» THE TASK
Where "permanent" occurs in a line of the entries below, copy that line.

[Saved data entries]
——————

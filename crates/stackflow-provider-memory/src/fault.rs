//! Fault injection rules

use serde::Serialize;
use stackflow_engine::{ProviderError, ResourceType};

/// Kind of provider call
#[derive(Debug, Clone, Copy, PartialEq, Eq, Hash, Serialize)]
#[serde(rename_all = "snake_case")]
pub enum CallKind {
    Create,
    Read,
    Update,
    Delete,
}

impl std::fmt::Display for CallKind {
    fn fmt(&self, f: &mut std::fmt::Formatter<'_>) -> std::fmt::Result {
        match self {
            CallKind::Create => write!(f, "create"),
            CallKind::Read => write!(f, "read"),
            CallKind::Update => write!(f, "update"),
            CallKind::Delete => write!(f, "delete"),
        }
    }
}

/// Makes matching calls fail with a chosen error.
///
/// A call matches when its kind is equal and, if set, its resource type and
/// target (the `name` property for creates, the remote id otherwise) match.
#[derive(Debug, Clone)]
pub struct FaultRule {
    kind: CallKind,
    resource_type: Option<ResourceType>,
    target: Option<String>,
    error: ProviderError,
    remaining: Option<u32>,
}

impl FaultRule {
    /// Fail every call of `kind` with a permanent error
    pub fn on(kind: CallKind) -> Self {
        Self {
            kind,
            resource_type: None,
            target: None,
            error: ProviderError::permanent(format!("injected {} failure", kind)),
            remaining: None,
        }
    }

    pub fn for_type(mut self, resource_type: ResourceType) -> Self {
        self.resource_type = Some(resource_type);
        self
    }

    pub fn target(mut self, target: impl Into<String>) -> Self {
        self.target = Some(target.into());
        self
    }

    pub fn with_error(mut self, error: ProviderError) -> Self {
        self.error = error;
        self
    }

    /// Only fail the first `count` matching calls
    pub fn times(mut self, count: u32) -> Self {
        self.remaining = Some(count);
        self
    }

    pub(crate) fn matches(
        &self,
        kind: CallKind,
        resource_type: ResourceType,
        target: &str,
    ) -> bool {
        self.kind == kind
            && self.resource_type.is_none_or(|t| t == resource_type)
            && self.target.as_deref().is_none_or(|t| t == target)
            && self.remaining != Some(0)
    }

    /// Consume one use of the rule and return its error
    pub(crate) fn fire(&mut self) -> ProviderError {
        if let Some(remaining) = self.remaining.as_mut() {
            *remaining = remaining.saturating_sub(1);
        }
        self.error.clone()
    }

    pub(crate) fn exhausted(&self) -> bool {
        self.remaining == Some(0)
    }
}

——————

» SOLUTION
    /// Fail every call of `kind` with a permanent error
            error: ProviderError::permanent(format!("injected {} failure", kind)),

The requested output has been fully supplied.